'''

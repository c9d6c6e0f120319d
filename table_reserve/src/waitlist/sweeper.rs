//! Periodic expiry sweep.

use super::{manager::WaitlistManager, models::SweepReport};
use async_trait::async_trait;
use chrono::{DateTime, Utc};
use std::{fmt::Display, sync::Arc, time::Duration};
use tokio::{
    task::JoinHandle,
    time::{MissedTickBehavior, interval},
};

/// Something that re-queues lapsed confirmation windows
#[async_trait]
pub trait ExpirySweep: Send + Sync {
    type Error: Display + Send;

    async fn sweep_expired(&self, now: DateTime<Utc>) -> Result<SweepReport, Self::Error>;
}

#[async_trait]
impl ExpirySweep for WaitlistManager {
    type Error = super::WaitlistError;

    async fn sweep_expired(&self, now: DateTime<Utc>) -> Result<SweepReport, Self::Error> {
        WaitlistManager::sweep_expired(self, now).await
    }
}

/// Spawn a task that calls [`ExpirySweep::sweep_expired`] every `period`.
///
/// The first sweep runs immediately. Abort the returned handle to stop it.
pub fn spawn_sweeper<S>(sweeper: Arc<S>, period: Duration) -> JoinHandle<()>
where
    S: ExpirySweep + 'static,
{
    tokio::spawn(async move {
        let mut ticker = interval(period);
        ticker.set_missed_tick_behavior(MissedTickBehavior::Delay);

        log::info!("Waitlist sweeper running every {:?}", period);

        loop {
            ticker.tick().await;

            match sweeper.sweep_expired(Utc::now()).await {
                Ok(report) if !report.failed.is_empty() => {
                    log::warn!(
                        "Sweep re-queued {} entries, {} failed",
                        report.requeued.len(),
                        report.failed.len()
                    );
                }
                Ok(report) if !report.is_empty() => {
                    log::debug!(
                        "Sweep re-queued {}, skipped {}",
                        report.requeued.len(),
                        report.skipped.len()
                    );
                }
                Ok(_) => {}
                Err(e) => log::error!("Waitlist sweep failed: {}", e),
            }
        }
    })
}
//! Waitlist error types.

use super::models::{WaitlistId, WaitlistStatus};
use crate::db::StoreError;
use thiserror::Error;

/// Waitlist errors
#[derive(Debug, Error)]
pub enum WaitlistError {
    /// The request is malformed; never retried automatically
    #[error("Validation failed: {0}")]
    Validation(String),

    /// The entry is not in a state that allows the operation
    #[error("Waitlist entry {id} is {actual}, expected {expected}")]
    InvalidState {
        id: WaitlistId,
        expected: &'static str,
        actual: WaitlistStatus,
    },

    /// Entry not found
    #[error("Waitlist entry not found: {0}")]
    NotFound(WaitlistId),

    /// Store error
    #[error("Store error: {0}")]
    Store(#[from] StoreError),
}

impl WaitlistError {
    /// Get a client-safe error message that doesn't leak store internals
    pub fn client_message(&self) -> String {
        match self {
            WaitlistError::Store(_) => "Internal server error".to_string(),
            _ => self.to_string(),
        }
    }
}

/// Result type for waitlist operations
pub type WaitlistResult<T> = Result<T, WaitlistError>;

#[cfg(test)]
mod tests {
    use super::*;
    use uuid::Uuid;

    #[test]
    fn test_invalid_state_message() {
        let id = Uuid::nil();
        let err = WaitlistError::InvalidState {
            id,
            expected: "notified",
            actual: WaitlistStatus::Pending,
        };
        assert_eq!(
            err.to_string(),
            format!("Waitlist entry {} is pending, expected notified", id)
        );
    }

    #[test]
    fn test_store_errors_are_redacted() {
        let err = WaitlistError::Store(StoreError::Corrupt("bad column".to_string()));
        assert_eq!(err.client_message(), "Internal server error");

        let err = WaitlistError::Validation("Guest count must be at least 1".to_string());
        assert!(err.client_message().contains("Guest count"));
    }
}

'''

→ **Task requirements**:
When you reach the line in the material above that holds "to stop it.", begin reproducing lines exactly, and stop after the line that holds "pub enum WaitlistError".

→ **Expected answer**:
/// The first sweep runs immediately. Abort the returned handle to stop it.
pub fn spawn_sweeper<S>(sweeper: Arc<S>, period: Duration) -> JoinHandle<()>
where
    S: ExpirySweep + 'static,
{
    tokio::spawn(async move {
        let mut ticker = interval(period);
        ticker.set_missed_tick_behavior(MissedTickBehavior::Delay);

        log::info!("Waitlist sweeper running every {:?}", period);

        loop {
            ticker.tick().await;

            match sweeper.sweep_expired(Utc::now()).await {
                Ok(report) if !report.failed.is_empty() => {
                    log::warn!(
                        "Sweep re-queued {} entries, {} failed",
                        report.requeued.len(),
                        report.failed.len()
                    );
                }
                Ok(report) if !report.is_empty() => {
                    log::debug!(
                        "Sweep re-queued {}, skipped {}",
                        report.requeued.len(),
                        report.skipped.len()
                    );
                }
                Ok(_) => {}
                Err(e) => log::error!("Waitlist sweep failed: {}", e),
            }
        }
    })
}
//! Waitlist error types.

use super::models::{WaitlistId, WaitlistStatus};
use crate::db::StoreError;
use thiserror::Error;

/// Waitlist errors
#[derive(Debug, Error)]
pub enum WaitlistError {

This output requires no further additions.